FIG. 1 is a configuration diagram showing an optical IC-based displacement meter according to an embodiment of the present invention.

FIG. 2 is a configuration diagram showing another embodiment of the optical IC-based displacement meter of the present invention.

FIG. 3 is a conventional example of an optical IC interferometer.

FIG. 4 is a circuit configuration diagram of a signal processing circuit of the optical IC interferometer of FIG. 3;

FIG. 5 is an explanatory diagram of an output signal of each circuit of the signal processing circuit of FIG. 4;

[Explanation of symbols]

 DESCRIPTION OF SYMBOLS 1 Reference optical waveguide 2 Measurement optical waveguide 3 Y-shaped optical waveguide (coupling optical waveguide) 4 Phase modulator 5 Laser diode 6, 7 Selfoc lens 8 Corner cube (measurement object) 9 Light receiving element

Claims (4)

(57) [Claims] 1. A laser diode (5), a collimator lens (6) attached to one surface of the laser diode (5), and collimating output light of the laser diode (5); A measuring object (8) into which light is incident, a measuring optical waveguide (2) for guiding reflected light from the measuring object (8) through a lens (7), and a laser diode (5).

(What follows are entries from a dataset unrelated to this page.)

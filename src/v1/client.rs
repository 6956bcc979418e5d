use base64::engine::general_purpose::STANDARD;
use base64::Engine as _;
use chrono::{DateTime, Utc};
use reqwest::header::{HeaderMap, HeaderValue, ACCEPT, AUTHORIZATION, CONTENT_TYPE};
use reqwest::Method;
use serde::Serialize;
use serde_json::Value;

use crate::config::Config;
use crate::error::{HarvestError, Result};
use crate::http::Transport;
use crate::params;

#[derive(Clone)]
pub struct LegacyClient {
    transport: Transport,
}

impl LegacyClient {
    pub fn new(account: &str, email: &str, password: &str) -> Result<Self> {
        let cfg = Config {
            legacy_account: Some(account.to_string()),
            legacy_email: Some(email.to_string()),
            legacy_password: Some(password.to_string()),
            ..Config::default()
        };
        Self::from_config(&cfg)
    }

    pub fn from_config(cfg: &Config) -> Result<Self> {
        let base_url = cfg
            .legacy_base_url()
            .ok_or_else(|| HarvestError::Configuration("HARVEST_LEGACY_ACCOUNT not set".into()))?;
        let email = cfg
            .legacy_email
            .as_deref()
            .ok_or_else(|| HarvestError::Configuration("HARVEST_EMAIL not set".into()))?;
        let password = cfg
            .legacy_password
            .as_deref()
            .ok_or_else(|| HarvestError::Configuration("HARVEST_PASSWORD not set".into()))?;

        let secret = STANDARD.encode(format!("{}:{}", email, password));
        let mut auth = HeaderValue::from_str(&format!("Basic {}", secret))
            .map_err(|_| HarvestError::Configuration("credentials are not a valid header value".into()))?;
        auth.set_sensitive(true);

        let mut headers = HeaderMap::new();
        headers.insert(AUTHORIZATION, auth);
        headers.insert(CONTENT_TYPE, HeaderValue::from_static("application/json"));
        headers.insert(ACCEPT, HeaderValue::from_static("application/json"));

        let transport = Transport::new(base_url, headers, cfg)?;
        Ok(Self { transport })
    }

    pub fn base_url(&self) -> &str {
        self.transport.base_url()
    }

    pub(crate) async fn fetch<Q: Serialize + ?Sized>(&self, path: &str, filter: &Q) -> Result<Value> {
        let query = params::query(filter)?;
        self.transport.send(Method::GET, path, &query, None).await
    }

    pub(crate) async fn fetch_bytes(&self, path: &str) -> Result<Vec<u8>> {
        self.transport.send_bytes(Method::GET, path, &[]).await
    }

    /// POST/PUT a `{root: params}` body after checking required fields.
    pub(crate) async fn write<B: Serialize + ?Sized>(&self, method: Method, path: &str, root: &str, params: &B, required: &[&str]) -> Result<Value> {
        let body = params::wrapped(root, params)?;
        params::require(&body[root], required)?;
        if body[root].as_object().map(|o| o.is_empty()).unwrap_or(true) {
            return Err(HarvestError::InvalidInput(format!("no {} fields given for {}", root, path)));
        }
        self.transport.send(method, path, &[], Some(&body)).await
    }

    /// Flat body variant used by the timesheet endpoints.
    pub(crate) async fn write_flat<B: Serialize + ?Sized>(&self, path: &str, params: &B, required: &[&str], query: &[(String, String)]) -> Result<Value> {
        let body = params::body(params)?;
        params::require(&body, required)?;
        if body.as_object().map(|o| o.is_empty()).unwrap_or(true) {
            return Err(HarvestError::InvalidInput(format!("no fields given for {}", path)));
        }
        self.transport.send(Method::POST, path, query, Some(&body)).await
    }

    /// Body-less action such as `toggle` or `activate`.
    pub(crate) async fn act(&self, method: Method, path: &str, query: &[(String, String)]) -> Result<Value> {
        self.transport.send(method, path, query, None).await
    }

    pub(crate) async fn upload(&self, path: &str, field: &str, file_name: &str, data: &[u8]) -> Result<Value> {
        self.transport.send_multipart(Method::POST, path, field, file_name, data).await
    }
}

/// `?updated_since=` filter shared by the legacy list endpoints.
#[derive(Debug, Clone, Default, Serialize)]
pub(crate) struct UpdatedSince {
    #[serde(serialize_with = "params::legacy_timestamp")]
    pub updated_since: Option<DateTime<Utc>>,
}

/// `?of_user=` lets admins act on another user's timesheet.
pub(crate) fn of_user_query(of_user: Option<u64>) -> Vec<(String, String)> {
    of_user.map(|id| vec![("of_user".to_string(), id.to_string())]).unwrap_or_default()
}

A reference optical waveguide (1) for guiding light from the other exit surface; and the reference optical waveguide (1) or the measurement optical waveguide (2).
Modulator for modulating the phase of light propagating through the optical path (4)
A coupling optical waveguide (3) for coupling the measurement optical waveguide (2) and the reference optical waveguide (1); and a light receiving element (9) to which light coupled by the coupling optical waveguide (3) is incident. An interferometer having an optical IC configuration having the following configuration: the phase modulator (4) modulates the phase of the reference light or the measurement light into a sinusoidal waveform to obtain the interference obtained from the light receiving element (9). An optical IC displacement meter, wherein the displacement of the object to be measured (8) is measured from the spectrum phase of a signal. 2. The reference optical waveguide (1), the measuring optical waveguide (2), and the coupling optical waveguide (3) are formed of a glass waveguide manufactured by a flame deposition method, and the phase modulator (4). 2. An optical IC-based displacement meter according to claim 1, wherein the sensor is configured using a thermo-optic effect. 3. The reference optical waveguide (1), the measurement optical waveguide (2) and the coupling optical waveguide (3) are manufactured by titanium diffusion on a lithium niobate substrate, and the phase modulator (4) is 2. An optical IC-based displacement meter according to claim 1, wherein the displacement meter is configured using an electro-optic effect. 4. An optical IC displacement meter according to claim 1, wherein end faces of said reference optical waveguide (1), said measuring optical waveguide (2) and said coupling optical waveguide (3) are processed obliquely.